Breaking Up with Addiction
A painful truth? For most individuals with a substance use disorder, it is. The American Medical Association estimates that between 80% and 95% of those who need addiction treatment don’t get treatment. The hardest part about getting help for me was admitting to myself and others that I needed it. I recall many sleepless nights, staring at my phone, gripping a bottle of wine, scouring through local AA meetings, detox, and rehab facilities, all while thinking, there’s no way I can do this. I was paralyzed with doubt, fear, and most of all, shame.
Shame and isolation are killers, and like an abusive partner, our addiction wants us alone. It wants us to be disconnected from the people and things we love, so it can do the job of slowly dismantling us until we no longer recognize ourselves. Someone once told me addiction is the only disease you beat by throwing in the towel – by giving up and giving in. Every time you drink or use, you’re putting on proverbial boxing gloves and getting in the ring with an opponent who knows your every move; it’s a battle you’ve already lost, and will lose again. It’s a rigged game where the odds are never in your favor.
“Addiction is like being in an abusive relationship with yourself.”Â
The Grieving Period
For me, making that first call for help was in some ways anticlimactic. There was no eureka moment, no “come to Jesus” event that magically took away the blindfold. Looking back, the decision happened slowly, little by little, the very same way my addiction took hold to begin with. Suddenly, one day, after many false starts and stops, I woke up and realized I was sick and tired of being sick and tired, and that was that. The wheels were in motion.

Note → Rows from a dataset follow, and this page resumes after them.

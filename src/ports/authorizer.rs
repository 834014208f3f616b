//! Authorizer port - capability checks backed by the identity provider.
//!
//! Role metadata lives at the identity provider, not in our stores. The
//! route layer consults this port before invoking a handler; the core
//! itself never calls the identity provider.

use async_trait::async_trait;

use crate::domain::foundation::{DomainError, UserId};

/// Capabilities the route layer may require of a caller.
#[derive(Debug, Clone, Copy, PartialEq, Eq)]
pub enum Capability {
    /// Create and publish courses (the educator role).
    PublishCourses,
}

/// Port for capability checks.
#[async_trait]
pub trait Authorizer: Send + Sync {
    /// Returns true if the user holds the capability.
    async fn allows(&self, user_id: &UserId, capability: Capability) -> Result<bool, DomainError>;
}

What most people don’t realize is there’s a grieving period when getting sober. You’re giving up a comfortable, familiar part of your life. It’s essentially like breaking up, not just with substances and behaviors, but with your old self. There was a time when addiction “helped”. It offered quick and easy shortcuts, momentary respites from the pain of reality. We don’t realize we’re making a deal with the devil. Every drink and every hit came with a hidden fee, and the tax man would eventually collect – they always collect.
Saying Goodbye
Saying goodbye to a toxic relationship means saying hello to a newer, healthier partnership. It means closing hopeless doors and opening hopeful ones. The hardest thing I ever did was pick up the phone and admit, “I can’t do this on my own.” But the best time to jump is always when it’s the scariest. And whenever that time comes, whenever you’re ready to make that leap of faith, take comfort and solace knowing there are people and places available to catch you. The biggest journeys begin with the smallest step. You never have to be in a bad relationship with yourself again. Take back your life. Break up with addiction; healing is just a phone call away.